Johanna Putzrath and Else and Hans Ackermann
Johanna Putzrath lived in Breslau with her family. They moved to Berlin in 1931. Her husband, Eduard Putzrath, and her two sons, Heinz and Alfred, were able to emigrate before 1939.
In 1942, at the age of 53, Johanna Putzrath was compelled to work as a forced laborer in a firm in Tempelhof in Berlin. She knew that Else Ackermann and her brother Hans had offered help to another Jewish worker at the firm. When this woman was unexpectedly deported, Johanna Putzrath turned to the Ackermanns. Else Ackermann, a retired teacher, and her brother Hans, a former municipal civil servant, were devout Protestants and adherents of Rudolf Steiner’s anthroposophic philosophy. Without hesitating, Hans Ackermann took the unknown Jewish woman into his two-roomed apartment in Tempelhof. His sister Else, who lived in Steglitz, joined him in helping the refugee Johanna Putzrath.

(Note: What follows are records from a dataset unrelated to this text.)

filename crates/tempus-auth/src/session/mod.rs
//! Session flows: login, logout, refresh, and password changes.

pub mod manager;

pub use manager::{Session, SessionManager};
//! User repository implementation.

use sqlx::PgPool;

use tempus_core::error::{AppError, ErrorKind};
use tempus_core::result::AppResult;
use tempus_entity::user::model::CreateUser;
use tempus_entity::user::User;

/// Repository for user lookup and credential updates.
#[derive(Debug, Clone)]
pub struct UserRepository {
    pool: PgPool,
}

impl UserRepository {
    /// Create a new user repository.
    pub fn new(pool: PgPool) -> Self {
        Self { pool }
    }

    /// Find a user by primary key.
    pub async fn find_by_id(&self, id: i64) -> AppResult<Option<User>> {
        sqlx::query_as::<_, User>("SELECT * FROM users WHERE id = $1")
            .bind(id)
            .fetch_optional(&self.pool)
            .await
            .map_err(|e| AppError::with_source(ErrorKind::Database, "Failed to find user by id", e))
    }

    /// Find a user by email (case-insensitive).
    pub async fn find_by_email(&self, email: &str) -> AppResult<Option<User>> {
        sqlx::query_as::<_, User>("SELECT * FROM users WHERE LOWER(email) = LOWER($1)")
            .bind(email)
            .fetch_optional(&self.pool)
            .await
            .map_err(|e| {
                AppError::with_source(ErrorKind::Database, "Failed to find user by email", e)
            })
    }

    /// Insert a new user.
    pub async fn create(&self, data: &CreateUser) -> AppResult<User> {
        sqlx::query_as::<_, User>(
            "INSERT INTO users (company_id, first_name, last_name, email, phone, password_hash, role) \
             VALUES ($1, $2, $3, $4, $5, $6, $7) RETURNING *",
        )
        .bind(data.company_id)
        .bind(&data.first_name)
        .bind(&data.last_name)
        .bind(&data.email)
        .bind(&data.phone)
        .bind(&data.password_hash)
        .bind(data.role)
        .fetch_one(&self.pool)
        .await
        .map_err(|e| {
            let is_duplicate = e
                .as_database_error()
                .map(|db| db.is_unique_violation())
                .unwrap_or(false);
            if is_duplicate {
                AppError::conflict("A user with this email already exists")
            } else {
                AppError::with_source(ErrorKind::Database, "Failed to create user", e)
            }
        })
    }

    /// Replace a user's password hash.
    pub async fn update_password(&self, id: i64, password_hash: &str) -> AppResult<()> {
        let result = sqlx::query("UPDATE users SET password_hash = $2 WHERE id = $1")
            .bind(id)
            .bind(password_hash)
            .execute(&self.pool)
            .await
            .map_err(|e| {
                AppError::with_source(ErrorKind::Database, "Failed to update password", e)
            })?;

        if result.rows_affected() == 0 {
            return Err(AppError::not_found(format!("User {id} not found")));
        }
        Ok(())
    }

    /// Delete a user. The caller is responsible for sweeping the token
    /// ledger for this subject afterwards.
    pub async fn delete(&self, id: i64) -> AppResult<bool> {
        let result = sqlx::query("DELETE FROM users WHERE id = $1")
            .bind(id)
            .execute(&self.pool)
            .await
            .map_err(|e| AppError::with_source(ErrorKind::Database, "Failed to delete user", e))?;
        Ok(result.rows_affected() > 0)
    }
}
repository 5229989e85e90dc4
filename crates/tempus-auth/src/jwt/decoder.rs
//! Token validation with the RSA public key.

use jsonwebtoken::{Algorithm, DecodingKey, Validation, decode};

use tempus_core::config::auth::KeyMaterial;
use tempus_core::error::AppError;
use tempus_entity::token::TokenKind;

use super::claims::Claims;

/// Validates token signatures and expiry.
///
/// Holds only the public half of the key pair; a decoder can be handed to
/// any verifying node without granting it signing capability.
#[derive(Clone)]
pub struct TokenDecoder {
    /// RSA public key for verification.
    decoding_key: DecodingKey,
    /// Validation configuration.
    validation: Validation,
}

impl std::fmt::Debug for TokenDecoder {
    fn fmt(&self, f: &mut std::fmt::Formatter<'_>) -> std::fmt::Result {
        f.debug_struct("TokenDecoder")
            .field("validation", &self.validation)
            .finish()
    }
}

impl TokenDecoder {
    /// Creates a new decoder from key material.
    pub fn new(keys: &KeyMaterial) -> Result<Self, AppError> {
        let decoding_key = DecodingKey::from_rsa_pem(keys.public_pem.as_bytes())
            .map_err(|e| AppError::configuration(format!("Invalid RSA public key: {e}")))?;

        let mut validation = Validation::new(Algorithm::RS256);
        validation.validate_exp = true;
        validation.leeway = 5; // 5 seconds leeway for clock skew

        Ok(Self {
            decoding_key,
            validation,
        })
    }

    /// Decodes and validates a token string of any kind.
    ///
    /// Checks signature and expiry only; revocation is the ledger's
    /// responsibility. Failures fail closed with a precise kind:
    /// `Expired`, `BadSignature`, or `Malformed`.
    pub fn decode(&self, token: &str) -> Result<Claims, AppError> {
        let token_data =
            decode::<Claims>(token, &self.decoding_key, &self.validation).map_err(|e| {
                match e.kind() {
                    jsonwebtoken::errors::ErrorKind::ExpiredSignature => {
                        AppError::expired("Token has expired")
                    }
                    jsonwebtoken::errors::ErrorKind::InvalidSignature => {
                        AppError::bad_signature("Invalid token signature")
                    }
                    jsonwebtoken::errors::ErrorKind::InvalidAlgorithm => {
                        AppError::bad_signature("Token signed with unexpected algorithm")
                    }
                    _ => AppError::malformed(format!("Invalid token: {e}")),
                }
            })?;

        Ok(token_data.claims)
    }

    /// Decodes a token and additionally requires it to be of `kind`.
    ///
    /// A kind mismatch is reported as `Malformed`: the presented token is
    /// not a valid credential for the operation at hand.
    pub fn decode_kind(&self, token: &str, kind: TokenKind) -> Result<Claims, AppError> {
        let claims = self.decode(token)?;
        if claims.kind != kind {
            return Err(AppError::malformed(format!(
                "Expected {kind} token, got {}",
                claims.kind
            )));
        }
        Ok(claims)
    }
}
//! Principal abstraction over the two authenticating entity kinds.

use std::str::FromStr;

use serde::{Deserialize, Serialize};

use tempus_core::AppError;

use crate::company::Company;
use crate::user::{Role, User};

/// Any entity that can authenticate: a user or a company.
#[derive(Debug, Clone, Serialize, Deserialize)]
#[serde(tag = "kind", rename_all = "lowercase")]
pub enum Principal {
    /// A user belonging to a company.
    User(User),
    /// A company account.
    Company(Company),
}

impl Principal {
    /// Stable string identity used as the token subject and the ledger's
    /// owner key. Prefixed with the principal kind because user and
    /// company ids come from separate sequences.
    pub fn subject_id(&self) -> String {
        self.subject_ref().to_string()
    }

    /// Typed reference to this principal's identity.
    pub fn subject_ref(&self) -> SubjectRef {
        match self {
            Self::User(u) => SubjectRef::User(u.id),
            Self::Company(c) => SubjectRef::Company(c.id),
        }
    }

    /// Tenant scope for claims: users carry their company id, a company
    /// is its own tenant.
    pub fn tenant_id(&self) -> i64 {
        match self {
            Self::User(u) => u.company_id,
            Self::Company(c) => c.id,
        }
    }

    /// Role claim. Companies have no role.
    pub fn role(&self) -> Option<Role> {
        match self {
            Self::User(u) => Some(u.role),
            Self::Company(_) => None,
        }
    }

    /// Stored password hash, if the principal has one.
    pub fn password_hash(&self) -> Option<&str> {
        match self {
            Self::User(u) => Some(u.password_hash.as_str()),
            Self::Company(c) => c.password_hash.as_deref(),
        }
    }

    /// Email the principal authenticates with.
    pub fn email(&self) -> &str {
        match self {
            Self::User(u) => &u.email,
            Self::Company(c) => &c.contact_email,
        }
    }
}

/// Parsed form of a subject identity string (`user:42` or `company:7`).
#[derive(Debug, Clone, Copy, PartialEq, Eq, Hash)]
pub enum SubjectRef {
    /// A user principal's id.
    User(i64),
    /// A company principal's id.
    Company(i64),
}

impl std::fmt::Display for SubjectRef {
    fn fmt(&self, f: &mut std::fmt::Formatter<'_>) -> std::fmt::Result {
        match self {
            Self::User(id) => write!(f, "user:{id}"),
            Self::Company(id) => write!(f, "company:{id}"),
        }
    }
}

impl FromStr for SubjectRef {
    type Err = AppError;

    fn from_str(s: &str) -> Result<Self, Self::Err> {
        let (kind, id) = s
            .split_once(':')
            .ok_or_else(|| AppError::malformed(format!("Invalid subject identity: '{s}'")))?;
        let id: i64 = id
            .parse()
            .map_err(|_| AppError::malformed(format!("Invalid subject identity: '{s}'")))?;
        match kind {
            "user" => Ok(Self::User(id)),
            "company" => Ok(Self::Company(id)),
            _ => Err(AppError::malformed(format!(
                "Invalid subject identity: '{s}'"
            ))),
        }
    }
}

#[cfg(test)]
mod tests {
    use super::*;

    #[test]
    fn test_subject_round_trip() {
        assert_eq!(
            "user:42".parse::<SubjectRef>().unwrap(),
            SubjectRef::User(42)
        );
        assert_eq!(
            SubjectRef::Company(7).to_string().parse::<SubjectRef>().unwrap(),
            SubjectRef::Company(7)
        );
        assert!("42".parse::<SubjectRef>().is_err());
        assert!("robot:42".parse::<SubjectRef>().is_err());
    }
}
//! `AuthPrincipal` extractor — pulls the bearer token from the
//! Authorization header, validates it, and checks the ledger.

use axum::extract::FromRequestParts;
use axum::http::request::Parts;

use tempus_auth::jwt::claims::Claims;
use tempus_core::error::AppError;
use tempus_entity::token::TokenKind;

use crate::error::ApiError;
use crate::state::AppState;

/// Validated claims of the calling principal, available in handlers.
///
/// Extraction performs the full access-guard sequence: header shape,
/// signature and expiry via the decoder, access kind, then a ledger
/// lookup. A token the ledger does not know is treated as revoked.
#[derive(Debug, Clone)]
pub struct AuthPrincipal(pub Claims);

impl AuthPrincipal {
    /// Returns the validated claims.
    pub fn claims(&self) -> &Claims {
        &self.0
    }
}

impl std::ops::Deref for AuthPrincipal {
    type Target = Claims;
    fn deref(&self) -> &Self::Target {
        &self.0
    }
}

impl FromRequestParts<AppState> for AuthPrincipal {
    type Rejection = ApiError;

    async fn from_request_parts(
        parts: &mut Parts,
        state: &AppState,
    ) -> Result<Self, Self::Rejection> {
        let auth_header = parts
            .headers
            .get("authorization")
            .and_then(|v| v.to_str().ok())
            .ok_or_else(|| AppError::malformed("Missing Authorization header"))?;

        let token = auth_header
            .strip_prefix("Bearer ")
            .ok_or_else(|| AppError::malformed("Invalid Authorization header format"))?;

        let claims = state.decoder.decode_kind(token, TokenKind::Access)?;

        if state.ledger.is_revoked(claims.jti).await? {
            return Err(AppError::revoked("Token has been revoked").into());
        }

        Ok(AuthPrincipal(claims))
    }
}
//! PostgreSQL-backed principal directory.

use std::sync::Arc;

use async_trait::async_trait;

use tempus_core::AppResult;
use tempus_database::repositories::company::CompanyRepository;
use tempus_database::repositories::user::UserRepository;
use tempus_entity::principal::{Principal, SubjectRef};

use super::PrincipalDirectory;

/// Directory over the `users` and `companies` tables.
#[derive(Debug, Clone)]
pub struct PostgresPrincipalDirectory {
    users: Arc<UserRepository>,
    companies: Arc<CompanyRepository>,
}

impl PostgresPrincipalDirectory {
    /// Creates a directory over the two repositories.
    pub fn new(users: Arc<UserRepository>, companies: Arc<CompanyRepository>) -> Self {
        Self { users, companies }
    }
}

#[async_trait]
impl PrincipalDirectory for PostgresPrincipalDirectory {
    async fn find_by_email(&self, email: &str) -> AppResult<Option<Principal>> {
        if let Some(user) = self.users.find_by_email(email).await? {
            return Ok(Some(Principal::User(user)));
        }
        if let Some(company) = self.companies.find_by_contact_email(email).await? {
            return Ok(Some(Principal::Company(company)));
        }
        Ok(None)
    }

    async fn find_by_subject(&self, subject: SubjectRef) -> AppResult<Option<Principal>> {
        match subject {
            SubjectRef::User(id) => Ok(self.users.find_by_id(id).await?.map(Principal::User)),
            SubjectRef::Company(id) => Ok(self
                .companies
                .find_by_id(id)
                .await?
                .map(Principal::Company)),
        }
    }

    async fn update_password_hash(&self, subject: SubjectRef, hash: &str) -> AppResult<()> {
        match subject {
            SubjectRef::User(id) => self.users.update_password(id, hash).await,
            SubjectRef::Company(id) => self.companies.update_password(id, hash).await,
        }
    }
}
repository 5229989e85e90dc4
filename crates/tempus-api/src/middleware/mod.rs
//! Tower layers and Axum middleware.

pub mod cors;
pub mod logging;
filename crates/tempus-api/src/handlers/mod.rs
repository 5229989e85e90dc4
//! HTTP request handlers.

pub mod auth;
pub mod health;
//! User principal: model and role enumeration.

pub mod model;
pub mod role;

pub use model::{CreateUser, User};
pub use role::Role;
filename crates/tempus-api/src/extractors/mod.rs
//! Custom Axum extractors.

pub mod auth;

pub use auth::AuthPrincipal;
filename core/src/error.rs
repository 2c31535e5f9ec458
//! Error types for loading and validating manifests.
//!
//! Loading failures ([`LoadError`]) happen before validation starts.
//! Validation failures ([`ValidationError`]) come in two kinds: the fatal
//! version errors that stop a run immediately, and [`ValidationError::Invalid`]
//! which carries every accumulated finding at once.

use thiserror::Error;

use crate::report::ErrorReport;

/// Failures while reading or parsing a manifest file.
#[derive(Debug, Error)]
pub enum LoadError {
    /// File I/O failure.
    #[error("I/O error: {0}")]
    Io(#[from] std::io::Error),

    /// YAML syntax error.
    #[error("YAML error: {0}")]
    Yaml(#[from] serde_yaml::Error),

    /// The file holds no YAML document.
    #[error("empty YAML file")]
    Empty,

    /// The document root is a scalar or a sequence.
    #[error("the config root must be a mapping of field names to values")]
    NotAMapping,
}

/// Outcome of a failed validation run.
#[derive(Debug, Clone, PartialEq, Eq, Error)]
pub enum ValidationError {
    /// `biolib_version` is absent.
    #[error("Your config file is missing the biolib_version field.")]
    MissingVersion,

    /// `biolib_version` is present but not the supported value.
    #[error(
        "BioLib version must be 2. Please update \".biolib/config.yml\" to \"biolib_version: 2\""
    )]
    UnsupportedVersion {
        /// The value found in the document, rendered as text.
        found: String,
    },

    /// One or more rules were violated.
    #[error("config validation failed with {} finding(s)", .0.message_count())]
    Invalid(ErrorReport),
}

impl ValidationError {
    /// Returns `true` for the errors that abort a run before any rule is
    /// checked.
    pub fn is_fatal(&self) -> bool {
        matches!(self, Self::MissingVersion | Self::UnsupportedVersion { .. })
    }

    /// Returns the accumulated findings, if any.
    pub fn report(&self) -> Option<&ErrorReport> {
        match self {
            Self::Invalid(report) => Some(report),
            _ => None,
        }
    }

    /// Converts the error into the report shape presented to users.
    ///
    /// Fatal errors become a single message under the root section.
    pub fn to_report(&self) -> ErrorReport {
        match self {
            Self::Invalid(report) => report.clone(),
            fatal => ErrorReport::fatal(fatal.to_string()),
        }
    }
}

/// Convenience alias for results with [`LoadError`].
pub type Result<T> = std::result::Result<T, LoadError>;

#[cfg(test)]
mod tests {
    use super::*;

    #[test]
    fn test_fatal_errors_render_as_root_messages() {
        let report = ValidationError::MissingVersion.to_report();
        assert_eq!(
            report.find(&["config_yml"]).and_then(|f| f.messages()),
            Some(&["Your config file is missing the biolib_version field.".to_string()][..])
        );
        assert!(ValidationError::MissingVersion.is_fatal());
        assert!(ValidationError::MissingVersion.report().is_none());
    }

    #[test]
    fn test_invalid_is_not_fatal() {
        let err = ValidationError::Invalid(ErrorReport::fatal("x"));
        assert!(!err.is_fatal());
        assert_eq!(err.to_string(), "config validation failed with 1 finding(s)");
    }
}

At the end of January 1943 Hans Ackermann also gave shelter for over a month to a married couple, Ines and Max Krakauer, until they found other places to stay in southern Germany. When the Ackermanns’ apartments were destroyed by bombs in May 1944, they moved to 57 Alboinstraße, where they continued hiding Johanna Putzrath. After almost two-and-a-half years, the three of them witnessed the end of the war together.
Johanna Putzrath emigrated to the USA and lived in New York until her death in 1975. Else Ackermann died in the 1940s in Berlin; her brother Hans died in 1959.